* _Data records_:
use bytes::Bytes;
use outlay_client::config::{AuthConfig, CacheSettings, ClientConfig, LogConfig, UploadConfig};
use outlay_client::expenses::{detail_key, list_key};
use outlay_client::upload::{LocalFile, Stage, UploadError, UploadPhase, UploadSettings};
use outlay_client::{ClientError, ExpenseClient};
use outlay_core::{ExpenseDraft, ExpenseList, RequestFailed, ValidationError};
use outlay_sync::{CacheConfig, Freshness};
use outlay_test_utils::strategies::{arb_amount, arb_expense_id, arb_title};
use outlay_test_utils::{
    expense, expense_envelope_value, expense_list_value, sign_response, Method, MockFetcher,
    MockObjectStore,
};
use proptest::prelude::*;
use serde_json::json;
use std::sync::Arc;
use tokio::runtime::Runtime;

fn test_runtime() -> Result<Runtime, TestCaseError> {
    tokio::runtime::Builder::new_current_thread()
        .build()
        .map_err(|e| TestCaseError::fail(format!("Failed to create runtime: {}", e)))
}

fn base_config() -> ClientConfig {
    ClientConfig {
        api_base_url: "http://localhost:3000/api".to_string(),
        request_timeout_ms: 5_000,
        auth: AuthConfig {
            session_cookie: Some("session=test".to_string()),
            bearer_token: None,
        },
        cache: CacheSettings {
            stale_time_ms: 5_000,
            read_retries: 0,
            event_capacity: 16,
        },
        upload: UploadConfig {
            default_content_type: "application/octet-stream".to_string(),
            max_file_bytes: 1024,
        },
        log: LogConfig {
            filter: "outlay=debug".to_string(),
            json: false,
        },
    }
}

fn client(fetcher: &Arc<MockFetcher>, store: &Arc<MockObjectStore>) -> ExpenseClient {
    ExpenseClient::from_parts(
        fetcher.clone(),
        store.clone(),
        CacheConfig::default(),
        UploadSettings {
            default_content_type: "application/octet-stream".to_string(),
            max_file_bytes: 1024,
        },
    )
}

fn receipt() -> LocalFile {
    LocalFile::new("lunch.png", Bytes::from_static(b"png-bytes"))
}

fn signing_fetcher() -> MockFetcher {
    MockFetcher::new().with_post(
        "/upload/sign",
        sign_response("https://store.example/put/abc", "receipts/abc.png"),
    )
}

#[test]
fn config_requires_base_url() {
    let mut config = base_config();
    config.api_base_url = "  ".to_string();
    assert!(config.validate().is_err());
}

#[test]
fn config_requires_event_capacity() {
    let mut config = base_config();
    config.cache.event_capacity = 0;
    assert!(config.validate().is_err());
}

#[test]
fn config_connects() {
    let config = base_config();
    assert!(config.validate().is_ok());
    assert!(ExpenseClient::connect(&config).is_ok());
}

#[tokio::test]
async fn sign_failure_never_transfers() {
    let fetcher = Arc::new(
        MockFetcher::new()
            .with_post_error("/upload/sign", RequestFailed::status(401, "unauthorized")),
    );
    let store = Arc::new(MockObjectStore::new());
    let client = client(&fetcher, &store);

    let mut session = client.uploads().start(7, Some(receipt())).unwrap();
    let err = client.uploads().run(&mut session).await.unwrap_err();

    assert_eq!(err.stage(), Some(Stage::Sign));
    assert_eq!(store.put_count(), 0);
    assert!(fetcher.calls_to(Method::Patch, "/expenses/7").is_empty());
    assert!(matches!(
        session.phase(),
        UploadPhase::Failed { stage: Stage::Sign, .. }
    ));
}

#[tokio::test]
async fn incomplete_signing_response_is_a_sign_failure() {
    let fetcher = Arc::new(
        MockFetcher::new().with_post("/upload/sign", json!({ "uploadUrl": "https://store/x" })),
    );
    let store = Arc::new(MockObjectStore::new());
    let client = client(&fetcher, &store);

    let err = client.uploads().upload(7, Some(receipt())).await.unwrap_err();
    assert!(matches!(
        err,
        UploadError::Sign {
            source: RequestFailed::MalformedResponse { .. },
            ..
        }
    ));
    assert_eq!(store.put_count(), 0);
}

#[tokio::test]
async fn transfer_failure_never_attaches() {
    let fetcher = Arc::new(signing_fetcher());
    let store = Arc::new(MockObjectStore::failing(RequestFailed::status(403, "expired")));
    let client = client(&fetcher, &store);

    let err = client.uploads().upload(7, Some(receipt())).await.unwrap_err();
    assert_eq!(err.stage(), Some(Stage::Transfer));
    assert_eq!(err.object_key(), Some("receipts/abc.png"));
    assert!(!err.is_orphan());
    assert!(fetcher.calls_to(Method::Patch, "/expenses/7").is_empty());
}

#[tokio::test]
async fn attach_failure_reports_orphan() {
    let fetcher = Arc::new(
        signing_fetcher().with_patch_error("/expenses/7", RequestFailed::status(500, "db down")),
    );
    let store = Arc::new(MockObjectStore::new());
    let client = client(&fetcher, &store);
    client
        .cache()
        .set(&detail_key(7), json!({ "expense": expense(7, "Lunch", 12.5) }));

    let mut session = client.uploads().start(7, Some(receipt())).unwrap();
    let err = client.uploads().run(&mut session).await.unwrap_err();

    assert!(err.is_orphan());
    assert_eq!(err.object_key(), Some("receipts/abc.png"));
    assert_eq!(err.destination(), Some("https://store.example/put/abc"));
    assert_eq!(session.object_key(), Some("receipts/abc.png"));
    assert_eq!(store.put_count(), 1);

    // The speculative reference was rolled back.
    assert_eq!(
        client.cache().get(&detail_key(7)),
        Some(json!({ "expense": expense(7, "Lunch", 12.5) }))
    );
}

#[tokio::test]
async fn retry_attach_links_orphan_without_reupload() {
    let fetcher = Arc::new(
        signing_fetcher()
            .with_patch_error("/expenses/7", RequestFailed::transport("reset"))
            .with_patch("/expenses/7", json!({ "expense": {
                "id": 7, "title": "Lunch", "amount": 12.5, "fileReference": "receipts/abc.png"
            }})),
    );
    let store = Arc::new(MockObjectStore::new());
    let client = client(&fetcher, &store);

    let orphan = match client.uploads().upload(7, Some(receipt())).await {
        Err(UploadError::Attach(orphan)) => orphan,
        other => panic!("expected orphan, got {:?}", other),
    };
    let receipt = client.uploads().retry_attach(&orphan).await.unwrap();

    assert_eq!(receipt.object_key, "receipts/abc.png");
    assert_eq!(
        receipt.expense.and_then(|e| e.file_reference),
        Some("receipts/abc.png".to_string())
    );
    assert_eq!(store.put_count(), 1);
}

#[tokio::test]
async fn successful_upload_attaches_and_invalidates() {
    let fetcher = Arc::new(signing_fetcher().with_patch("/expenses/7", json!({ "expense": {
        "id": 7, "title": "Lunch", "amount": 12.5, "fileUrl": "receipts/abc.png"
    }})));
    let store = Arc::new(MockObjectStore::new());
    let client = client(&fetcher, &store);
    client
        .cache()
        .set(&list_key(), expense_list_value(&[expense(7, "Lunch", 12.5)]));

    let receipt = client
        .uploads()
        .upload(7, Some(receipt().with_content_type("image/png")))
        .await
        .unwrap();
    assert_eq!(receipt.expense.unwrap().file_reference.as_deref(), Some("receipts/abc.png"));

    let put = &store.puts()[0];
    assert_eq!(put.destination, "https://store.example/put/abc");
    assert_eq!(put.content_type, "image/png");
    assert_eq!(put.body, Bytes::from_static(b"png-bytes"));

    let sign = &fetcher.calls_to(Method::Post, "/upload/sign")[0];
    assert_eq!(sign.body, json!({ "filename": "lunch.png", "contentType": "image/png" }));
    let patch = &fetcher.calls_to(Method::Patch, "/expenses/7")[0];
    assert_eq!(patch.body, json!({ "fileReference": "receipts/abc.png" }));

    assert!(client.cache().entry(&list_key()).unwrap().is_stale());
}

#[tokio::test]
async fn missing_file_fails_before_network() {
    let fetcher = Arc::new(MockFetcher::new());
    let store = Arc::new(MockObjectStore::new());
    let client = client(&fetcher, &store);

    let err = client.uploads().upload(7, None).await.unwrap_err();
    assert_eq!(err, UploadError::Validation(ValidationError::required("file")));

    let err = client
        .uploads()
        .upload(7, Some(LocalFile::new("big.bin", vec![0u8; 2048])))
        .await
        .unwrap_err();
    assert!(matches!(err, UploadError::Validation(ValidationError::InvalidValue { .. })));
    assert_eq!(fetcher.call_count(), 0);
    assert_eq!(store.put_count(), 0);
}

#[tokio::test]
async fn unknown_extension_uses_default_content_type() {
    let fetcher = Arc::new(signing_fetcher().with_patch("/expenses/7", json!({})));
    let store = Arc::new(MockObjectStore::new());
    let client = client(&fetcher, &store);

    let receipt = client
        .uploads()
        .upload(7, Some(LocalFile::new("scan.raw", vec![1u8, 2, 3])))
        .await
        .unwrap();
    assert!(receipt.expense.is_none());
    assert_eq!(store.puts()[0].content_type, "application/octet-stream");
}

#[tokio::test]
async fn create_is_replaced_by_server_id_after_refetch() {
    let fetcher = Arc::new(
        MockFetcher::new()
            .with_post("/expenses", expense_envelope_value(&expense(42, "Coffee", 4.0)))
            .with_get(
                "/expenses",
                expense_list_value(&[expense(1, "Taxi", 12.0), expense(42, "Coffee", 4.0)]),
            ),
    );
    let store = Arc::new(MockObjectStore::new());
    let client = client(&fetcher, &store);
    client
        .cache()
        .set(&list_key(), expense_list_value(&[expense(1, "Taxi", 12.0)]));

    let created = client
        .expenses()
        .create(&ExpenseDraft::new("Coffee", 4.0))
        .await
        .unwrap();
    assert_eq!(created.id, 42);

    let list = client
        .expenses()
        .list(Freshness::best_effort(std::time::Duration::from_secs(5)))
        .await
        .unwrap();
    assert!(list.was_cache_miss());
    assert_eq!(list.value().ids(), vec![1, 42]);
    assert!(list.value().expenses.iter().all(|e| !e.is_provisional()));
}

#[tokio::test]
async fn delete_failure_surfaces_status() {
    let fetcher = Arc::new(
        MockFetcher::new().with_delete_error("/expenses/7", RequestFailed::status(404, "gone")),
    );
    let store = Arc::new(MockObjectStore::new());
    let client = client(&fetcher, &store);

    let err = client.expenses().delete(7).await.unwrap_err();
    match err {
        ClientError::Mutation(failed) => {
            assert_eq!(failed.key, list_key());
            assert_eq!(failed.source.status_code(), Some(404));
        }
        other => panic!("unexpected error: {other}"),
    }
}

proptest! {
    #![proptest_config(ProptestConfig::with_cases(64))]

    #[test]
    fn timeout_must_be_positive(timeout in 0u64..=1) {
        let mut config = base_config();
        config.request_timeout_ms = timeout;
        prop_assert_eq!(config.validate().is_ok(), timeout > 0);
    }

    /// The provisional row is visible synchronously and never survives the
    /// refetch that follows the server's answer.
    #[test]
    fn prop_create_uses_server_id(
        title in arb_title(),
        amount in arb_amount(),
        server_id in arb_expense_id()
    ) {
        let rt = test_runtime()?;
        rt.block_on(async {
            let trimmed = title.trim().to_string();
            let created = expense(server_id, &trimmed, amount);
            let fetcher = Arc::new(
                MockFetcher::new()
                    .with_post("/expenses", expense_envelope_value(&created))
                    .with_get("/expenses", expense_list_value(std::slice::from_ref(&created))),
            );
            let store = Arc::new(MockObjectStore::new());
            let client = client(&fetcher, &store);
            client.cache().set(&list_key(), expense_list_value(&[]));

            let confirmed = client
                .expenses()
                .create(&ExpenseDraft::new(title.clone(), amount))
                .await
                .map_err(|e| TestCaseError::fail(e.to_string()))?;
            prop_assert_eq!(confirmed.id, server_id);

            let cached: ExpenseList = client
                .cache()
                .get(&list_key())
                .and_then(|v| serde_json::from_value(v).ok())
                .unwrap_or_default();
            prop_assert_eq!(cached.expenses.len(), 1);
            prop_assert!(cached.expenses[0].is_provisional());

            let list = client
                .expenses()
                .list(Freshness::consistent())
                .await
                .map_err(|e| TestCaseError::fail(e.to_string()))?;
            prop_assert_eq!(list.value().ids(), vec![server_id]);
            Ok(())
        })?;
    }
}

* _Required work_:
Please count the lines in the material above that hold the word "ValidationError", and give only the total.

* _Written solution_:
3